▶ [Material shown]
━━━━━━━━━━━━━━━━━━━━━━━━━━━━━━
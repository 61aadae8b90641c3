//! # Loopfade Common Library
//!
//! Shared code for the loopfade binaries including:
//! - Error types
//! - Configuration file discovery and TOML loading
//! - Human-readable duration formatting for log output

pub mod config;
pub mod error;
pub mod human_time;

pub use error::{Error, Result};
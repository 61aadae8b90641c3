//! Minimal obs-websocket v5 server
//!
//! Accepts one session: sends Hello (optionally with an auth challenge),
//! checks the Identify, then answers every request. Each response is preceded
//! by an unrelated event frame so clients must skip events.

use std::collections::HashSet;
use std::net::SocketAddr;
use std::sync::{Arc, Mutex};

use base64::engine::general_purpose::STANDARD as BASE64;
use base64::Engine;
use futures::{SinkExt, StreamExt};
use serde_json::{json, Value};
use sha2::{Digest, Sha256};
use tokio::net::TcpListener;
use tokio::task::JoinHandle;
use tokio_tungstenite::tungstenite::protocol::frame::coding::CloseCode;
use tokio_tungstenite::tungstenite::protocol::CloseFrame;
use tokio_tungstenite::tungstenite::Message;

pub const SALT: &str = "lM1GncleQOaCu9lT1yeUZhFYnqhsLLP1G5lAGo3ixaI=";
pub const CHALLENGE: &str = "+IxH4CnCiqpX1rM9scsNynZzbOe4KhDeYcTNS3PDaeY=";

#[derive(Debug, Clone, Default)]
pub struct FakeObsConfig {
    /// Require authentication with this password
    pub password: Option<String>,
    /// Request types answered with `result: false`
    pub rejected: HashSet<String>,
    /// Accept the connection but never send Hello
    pub silent: bool,
}

pub struct FakeObs {
    pub addr: SocketAddr,
    requests: Arc<Mutex<Vec<Value>>>,
    task: JoinHandle<()>,
}

fn expected_auth(password: &str) -> String {
    let secret = BASE64.encode(Sha256::digest(format!("{}{}", password, SALT).as_bytes()));
    BASE64.encode(Sha256::digest(format!("{}{}", secret, CHALLENGE).as_bytes()))
}

impl FakeObs {
    pub async fn start(config: FakeObsConfig) -> Self {
        let listener = TcpListener::bind("127.0.0.1:0").await.unwrap();
        let addr = listener.local_addr().unwrap();
        let requests = Arc::new(Mutex::new(Vec::new()));
        let seen = requests.clone();

        let task = tokio::spawn(async move {
            let (tcp, _) = listener.accept().await.unwrap();
            let mut ws = tokio_tungstenite::accept_async(tcp).await.unwrap();

            if config.silent {
                // Hold the socket open without greeting
                while ws.next().await.is_some() {}
                return;
            }

            let mut hello = json!({ "obsWebSocketVersion": "5.0.0", "rpcVersion": 1 });
            if config.password.is_some() {
                hello["authentication"] = json!({ "challenge": CHALLENGE, "salt": SALT });
            }
            ws.send(Message::Text(json!({ "op": 0, "d": hello }).to_string()))
                .await
                .unwrap();

            let identify: Value = match ws.next().await {
                Some(Ok(Message::Text(text))) => serde_json::from_str(&text).unwrap(),
                _ => return,
            };
            assert_eq!(identify["op"], 1);
            if let Some(password) = &config.password {
                if identify["d"]["authentication"].as_str() != Some(expected_auth(password).as_str()) {
                    let _ = ws
                        .send(Message::Close(Some(CloseFrame {
                            code: CloseCode::from(4009),
                            reason: "Authentication failed.".into(),
                        })))
                        .await;
                    return;
                }
            }
            ws.send(Message::Text(
                json!({ "op": 2, "d": { "negotiatedRpcVersion": 1 } }).to_string(),
            ))
            .await
            .unwrap();

            while let Some(Ok(message)) = ws.next().await {
                let Message::Text(text) = message else {
                    continue;
                };
                let frame: Value = serde_json::from_str(&text).unwrap();
                let d = frame["d"].clone();
                seen.lock().unwrap().push(d.clone());

                let request_type = d["requestType"].as_str().unwrap_or_default().to_string();
                let ok = !config.rejected.contains(&request_type);
                let status = if ok {
                    json!({ "result": true, "code": 100 })
                } else {
                    json!({ "result": false, "code": 600, "comment": "No source was found" })
                };

                let event = json!({ "op": 5, "d": { "eventType": "CurrentProgramSceneChanged", "eventIntent": 4 } });
                if ws.send(Message::Text(event.to_string())).await.is_err() {
                    break;
                }
                let response = json!({
                    "op": 7,
                    "d": {
                        "requestType": request_type,
                        "requestId": d["requestId"],
                        "requestStatus": status,
                    }
                });
                if ws.send(Message::Text(response.to_string())).await.is_err() {
                    break;
                }
            }
        });

        Self {
            addr,
            requests,
            task,
        }
    }

    /// `d` payloads of every request received
    pub fn requests(&self) -> Vec<Value> {
        self.requests.lock().unwrap().clone()
    }

    pub fn port(&self) -> u16 {
        self.addr.port()
    }

    pub fn abort(&self) {
        self.task.abort();
    }
}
━━━━━━━━━━━━━━━━━━━━━━━━━━━━━━
▶ [Exercise requirements] Every entry above must be returned word for word.

▶ [Result below]
repository 61aadae8b90641c3
//! # Loopfade Common Library
//!
//! Shared code for the loopfade binaries including:
//! - Error types
//! - Configuration file discovery and TOML loading
//! - Human-readable duration formatting for log output

pub mod config;
pub mod error;
pub mod human_time;

pub use error::{Error, Result};
repository 61aadae8b90641c3
//! Minimal obs-websocket v5 server
//!
//! Accepts one session: sends Hello (optionally with an auth challenge),
//! checks the Identify, then answers every request. Each response is preceded
//! by an unrelated event frame so clients must skip events.

use std::collections::HashSet;
use std::net::SocketAddr;
use std::sync::{Arc, Mutex};

use base64::engine::general_purpose::STANDARD as BASE64;
use base64::Engine;
use futures::{SinkExt, StreamExt};
use serde_json::{json, Value};
use sha2::{Digest, Sha256};
use tokio::net::TcpListener;
use tokio::task::JoinHandle;
use tokio_tungstenite::tungstenite::protocol::frame::coding::CloseCode;
use tokio_tungstenite::tungstenite::protocol::CloseFrame;
use tokio_tungstenite::tungstenite::Message;

pub const SALT: &str = "lM1GncleQOaCu9lT1yeUZhFYnqhsLLP1G5lAGo3ixaI=";
pub const CHALLENGE: &str = "+IxH4CnCiqpX1rM9scsNynZzbOe4KhDeYcTNS3PDaeY=";

#[derive(Debug, Clone, Default)]
pub struct FakeObsConfig {
    /// Require authentication with this password
    pub password: Option<String>,
    /// Request types answered with `result: false`
    pub rejected: HashSet<String>,
    /// Accept the connection but never send Hello
    pub silent: bool,
}

pub struct FakeObs {
    pub addr: SocketAddr,
    requests: Arc<Mutex<Vec<Value>>>,
    task: JoinHandle<()>,
}

fn expected_auth(password: &str) -> String {
    let secret = BASE64.encode(Sha256::digest(format!("{}{}", password, SALT).as_bytes()));
    BASE64.encode(Sha256::digest(format!("{}{}", secret, CHALLENGE).as_bytes()))
}

impl FakeObs {
    pub async fn start(config: FakeObsConfig) -> Self {
        let listener = TcpListener::bind("127.0.0.1:0").await.unwrap();
        let addr = listener.local_addr().unwrap();
        let requests = Arc::new(Mutex::new(Vec::new()));
        let seen = requests.clone();

        let task = tokio::spawn(async move {
            let (tcp, _) = listener.accept().await.unwrap();
            let mut ws = tokio_tungstenite::accept_async(tcp).await.unwrap();

            if config.silent {
                // Hold the socket open without greeting
                while ws.next().await.is_some() {}
                return;
            }

            let mut hello = json!({ "obsWebSocketVersion": "5.0.0", "rpcVersion": 1 });
            if config.password.is_some() {
                hello["authentication"] = json!({ "challenge": CHALLENGE, "salt": SALT });
            }
            ws.send(Message::Text(json!({ "op": 0, "d": hello }).to_string()))
                .await
                .unwrap();

            let identify: Value = match ws.next().await {
                Some(Ok(Message::Text(text))) => serde_json::from_str(&text).unwrap(),
                _ => return,
            };
            assert_eq!(identify["op"], 1);
            if let Some(password) = &config.password {
                if identify["d"]["authentication"].as_str() != Some(expected_auth(password).as_str()) {
                    let _ = ws
                        .send(Message::Close(Some(CloseFrame {
                            code: CloseCode::from(4009),
                            reason: "Authentication failed.".into(),
                        })))
                        .await;
                    return;
                }
            }
            ws.send(Message::Text(
                json!({ "op": 2, "d": { "negotiatedRpcVersion": 1 } }).to_string(),
            ))
            .await
            .unwrap();

            while let Some(Ok(message)) = ws.next().await {
                let Message::Text(text) = message else {
                    continue;
                };
                let frame: Value = serde_json::from_str(&text).unwrap();
                let d = frame["d"].clone();
                seen.lock().unwrap().push(d.clone());

                let request_type = d["requestType"].as_str().unwrap_or_default().to_string();
                let ok = !config.rejected.contains(&request_type);
                let status = if ok {
                    json!({ "result": true, "code": 100 })
                } else {
                    json!({ "result": false, "code": 600, "comment": "No source was found" })
                };

                let event = json!({ "op": 5, "d": { "eventType": "CurrentProgramSceneChanged", "eventIntent": 4 } });
                if ws.send(Message::Text(event.to_string())).await.is_err() {
                    break;
                }
                let response = json!({
                    "op": 7,
                    "d": {
                        "requestType": request_type,
                        "requestId": d["requestId"],
                        "requestStatus": status,
                    }
                });
                if ws.send(Message::Text(response.to_string())).await.is_err() {
                    break;
                }
            }
        });

        Self {
            addr,
            requests,
            task,
        }
    }

    /// `d` payloads of every request received
    pub fn requests(&self) -> Vec<Value> {
        self.requests.lock().unwrap().clone()
    }

    pub fn port(&self) -> u16 {
        self.addr.port()
    }

    pub fn abort(&self) {
        self.task.abort();
    }
}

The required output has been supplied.